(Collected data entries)
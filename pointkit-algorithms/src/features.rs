//! Fast Point Feature Histograms
//!
//! Each point gets a 33-bin signature made of three 11-bin sub-histograms
//! over the Darboux-frame angles between the point and its neighbours.

use crate::nearest_neighbor::SpatialIndex;
use pointkit_core::{Error, Point3f, PointCloud, Result, SurfaceNormal, Vector3f};
use rayon::prelude::*;
use std::f32::consts::PI;

/// Bins per angular feature
pub const FPFH_BINS_PER_FEATURE: usize = 11;

/// Total number of bins in a signature
pub const FPFH_SIGNATURE_SIZE: usize = 3 * FPFH_BINS_PER_FEATURE;

/// A 33-bin FPFH descriptor
#[derive(Debug, Clone, Copy, PartialEq)]
pub struct FpfhSignature(pub [f32; FPFH_SIGNATURE_SIZE]);

impl FpfhSignature {
    pub fn zeros() -> Self {
        Self([0.0; FPFH_SIGNATURE_SIZE])
    }

    pub fn as_slice(&self) -> &[f32] {
        &self.0
    }

    /// Squared Euclidean distance in descriptor space
    pub fn distance_squared(&self, other: &Self) -> f32 {
        self.0
            .iter()
            .zip(other.0.iter())
            .map(|(a, b)| (a - b) * (a - b))
            .sum()
    }

    /// One of the three sub-histograms (0 = alpha, 1 = phi, 2 = theta)
    pub fn sub_histogram(&self, feature: usize) -> &[f32] {
        let start = feature * FPFH_BINS_PER_FEATURE;
        &self.0[start..start + FPFH_BINS_PER_FEATURE]
    }
}

impl Default for FpfhSignature {
    fn default() -> Self {
        Self::zeros()
    }
}

/// Angular features of a point pair: `(alpha, phi, theta, distance)`.
///
/// Returns `None` when the points coincide or the connecting line is parallel
/// to the source normal, in which case the Darboux frame is undefined.
pub fn compute_pair_features(
    p1: &Point3f,
    n1: &Vector3f,
    p2: &Point3f,
    n2: &Vector3f,
) -> Option<(f32, f32, f32, f32)> {
    let mut dp = p2 - p1;
    let distance = dp.norm();
    if distance == 0.0 {
        return None;
    }

    let angle1 = n1.dot(&dp) / distance;
    let angle2 = n2.dot(&dp) / distance;

    // the frame is anchored at the point whose normal is closer to the line
    let (u, other, theta) = if angle1.abs().acos() > angle2.abs().acos() {
        dp = -dp;
        (n2, n1, -angle2)
    } else {
        (n1, n2, angle1)
    };

    let v = dp.cross(u);
    let v_norm = v.norm();
    if v_norm == 0.0 {
        return None;
    }
    let v = v / v_norm;
    let w = u.cross(&v);

    let phi = v.dot(other);
    let alpha = w.dot(other).atan2(u.dot(other));

    Some((alpha, phi, theta, distance))
}

fn bin_index(value: f32) -> usize {
    let bins = FPFH_BINS_PER_FEATURE as f32;
    let idx = (bins * value).floor();
    idx.clamp(0.0, bins - 1.0) as usize
}

/// Simplified point feature histogram of one point against its neighbours.
///
/// `neighbors` must include the point itself; each valid pair adds
/// `100 / (neighbors.len() - 1)` to one bin of every sub-histogram.
fn compute_spfh(
    points: &[Point3f],
    normals: &[SurfaceNormal],
    idx: usize,
    neighbors: &[(usize, f32)],
) -> FpfhSignature {
    let mut hist = FpfhSignature::zeros();
    if neighbors.len() < 2 {
        return hist;
    }
    let increment = 100.0 / (neighbors.len() - 1) as f32;
    let p = &points[idx];
    let n = &normals[idx].normal;

    for &(j, _) in neighbors {
        if j == idx {
            continue;
        }
        let Some((alpha, phi, theta, _)) =
            compute_pair_features(p, n, &points[j], &normals[j].normal)
        else {
            continue;
        };

        hist.0[bin_index((alpha + PI) / (2.0 * PI))] += increment;
        hist.0[FPFH_BINS_PER_FEATURE + bin_index((phi + 1.0) * 0.5)] += increment;
        hist.0[2 * FPFH_BINS_PER_FEATURE + bin_index((theta + 1.0) * 0.5)] += increment;
    }
    hist
}

/// Compute FPFH descriptors for every point of `cloud`
pub fn compute_fpfh_features(
    cloud: &PointCloud<Point3f>,
    normals: &[SurfaceNormal],
    radius: f32,
) -> Result<Vec<FpfhSignature>> {
    let index = SpatialIndex::new(&cloud.points);
    compute_fpfh_features_with_index(cloud, normals, &index, radius)
}

/// Compute FPFH descriptors reusing a spatial index built over `cloud`.
///
/// The descriptor of a point is its own SPFH plus the neighbours' SPFHs
/// weighted by inverse squared distance, the weighted part rescaled so that
/// each sub-histogram sums to 100.
pub fn compute_fpfh_features_with_index(
    cloud: &PointCloud<Point3f>,
    normals: &[SurfaceNormal],
    index: &SpatialIndex,
    radius: f32,
) -> Result<Vec<FpfhSignature>> {
    if cloud.is_empty() {
        return Err(Error::EmptyCloud);
    }
    if normals.len() != cloud.len() {
        return Err(Error::InvalidData(format!(
            "{} normals for {} points",
            normals.len(),
            cloud.len()
        )));
    }
    if index.len() != cloud.len() {
        return Err(Error::InvalidData(format!(
            "spatial index holds {} points but the cloud has {}",
            index.len(),
            cloud.len()
        )));
    }
    if !(radius.is_finite() && radius > 0.0) {
        return Err(Error::InvalidData(format!("feature radius must be positive, got {}", radius)));
    }

    let points = &cloud.points;
    let neighborhoods: Vec<Vec<(usize, f32)>> = points
        .par_iter()
        .map(|p| index.radius_squared(p, radius))
        .collect();

    if let Some(isolated) = neighborhoods.iter().position(|n| n.len() < 2) {
        return Err(Error::InsufficientNeighbors { index: isolated, radius });
    }

    let spfh: Vec<FpfhSignature> = neighborhoods
        .par_iter()
        .enumerate()
        .map(|(i, neighbors)| compute_spfh(points, normals, i, neighbors))
        .collect();

    let features = neighborhoods
        .par_iter()
        .enumerate()
        .map(|(i, neighbors)| {
            let mut weighted = FpfhSignature::zeros();
            for &(j, dist_sq) in neighbors {
                if dist_sq == 0.0 {
                    continue;
                }
                let weight = 1.0 / dist_sq;
                for (acc, value) in weighted.0.iter_mut().zip(spfh[j].0.iter()) {
                    *acc += value * weight;
                }
            }

            let mut signature = spfh[i];
            for feature in 0..3 {
                let range = feature * FPFH_BINS_PER_FEATURE..(feature + 1) * FPFH_BINS_PER_FEATURE;
                let sum: f32 = weighted.0[range.clone()].iter().sum();
                if sum > 0.0 {
                    let scale = 100.0 / sum;
                    for b in range {
                        signature.0[b] += weighted.0[b] * scale;
                    }
                }
            }
            signature
        })
        .collect();

    Ok(features)
}

#[cfg(test)]
mod tests {
    use super::*;
    use approx::assert_relative_eq;

    fn grid(n: usize, spacing: f32) -> PointCloud<Point3f> {
        (0..n * n)
            .map(|k| Point3f::new((k / n) as f32 * spacing, (k % n) as f32 * spacing, 0.0))
            .collect()
    }

    #[test]
    fn test_pair_features_coplanar_normals() {
        let up = Vector3f::z();
        let (alpha, phi, theta, d) =
            compute_pair_features(&Point3f::origin(), &up, &Point3f::new(1.0, 0.0, 0.0), &up)
                .unwrap();
        assert_relative_eq!(alpha, 0.0, epsilon = 1e-6);
        assert_relative_eq!(phi, 0.0, epsilon = 1e-6);
        assert_relative_eq!(theta, 0.0, epsilon = 1e-6);
        assert_relative_eq!(d, 1.0);
    }

    #[test]
    fn test_pair_features_degenerate() {
        let up = Vector3f::z();
        let p = Point3f::new(0.3, 0.2, 0.1);
        assert!(compute_pair_features(&p, &up, &p, &up).is_none());
        // line parallel to both normals
        assert!(compute_pair_features(&p, &up, &(p + up), &up).is_none());
    }

    #[test]
    fn test_plane_signature_is_concentrated() {
        let cloud = grid(8, 0.01);
        let normals = vec![SurfaceNormal::default(); cloud.len()];
        let features = compute_fpfh_features(&cloud, &normals, 0.025).unwrap();

        assert_eq!(features.len(), cloud.len());
        for f in &features {
            for feature in 0..3 {
                let sub = f.sub_histogram(feature);
                assert_relative_eq!(sub[5], 200.0, epsilon = 1e-2);
                assert_relative_eq!(sub.iter().sum::<f32>(), 200.0, epsilon = 1e-2);
            }
        }
    }

    #[test]
    fn test_sphere_spreads_theta_histogram() {
        let golden = PI * (3.0 - 5.0_f32.sqrt());
        let count = 400;
        let cloud: PointCloud<Point3f> = (0..count)
            .map(|i| {
                let y = 1.0 - 2.0 * (i as f32 + 0.5) / count as f32;
                let r = (1.0 - y * y).sqrt();
                let t = golden * i as f32;
                Point3f::new(r * t.cos(), y, r * t.sin())
            })
            .collect();
        let normals: Vec<SurfaceNormal> = cloud
            .iter()
            .map(|p| SurfaceNormal {
                normal: p.coords.normalize(),
                curvature: 0.0,
            })
            .collect();
        let features = compute_fpfh_features(&cloud, &normals, 0.4).unwrap();

        // neighbours below the tangent plane push theta under the central bin
        let theta = features[count / 2].sub_histogram(2);
        assert!(theta[..5].iter().sum::<f32>() > 1.0);
        assert!(theta[5] < 199.0);
    }

    #[test]
    fn test_isolated_point_is_an_error() {
        let mut cloud = grid(3, 0.01);
        cloud.push(Point3f::new(1.0, 1.0, 1.0));
        let normals = vec![SurfaceNormal::default(); cloud.len()];
        match compute_fpfh_features(&cloud, &normals, 0.02) {
            Err(Error::InsufficientNeighbors { index, .. }) => assert_eq!(index, 9),
            other => panic!("unexpected result: {other:?}"),
        }
    }

    #[test]
    fn test_normal_count_mismatch_is_an_error() {
        let cloud = grid(3, 0.01);
        let normals = vec![SurfaceNormal::default(); 2];
        assert!(matches!(
            compute_fpfh_features(&cloud, &normals, 0.02),
            Err(Error::InvalidData(_))
        ));
    }
}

#### Task:
Above are records; say how many of their lines contain the word "zeros", giving only the number.

#### Answer area:
4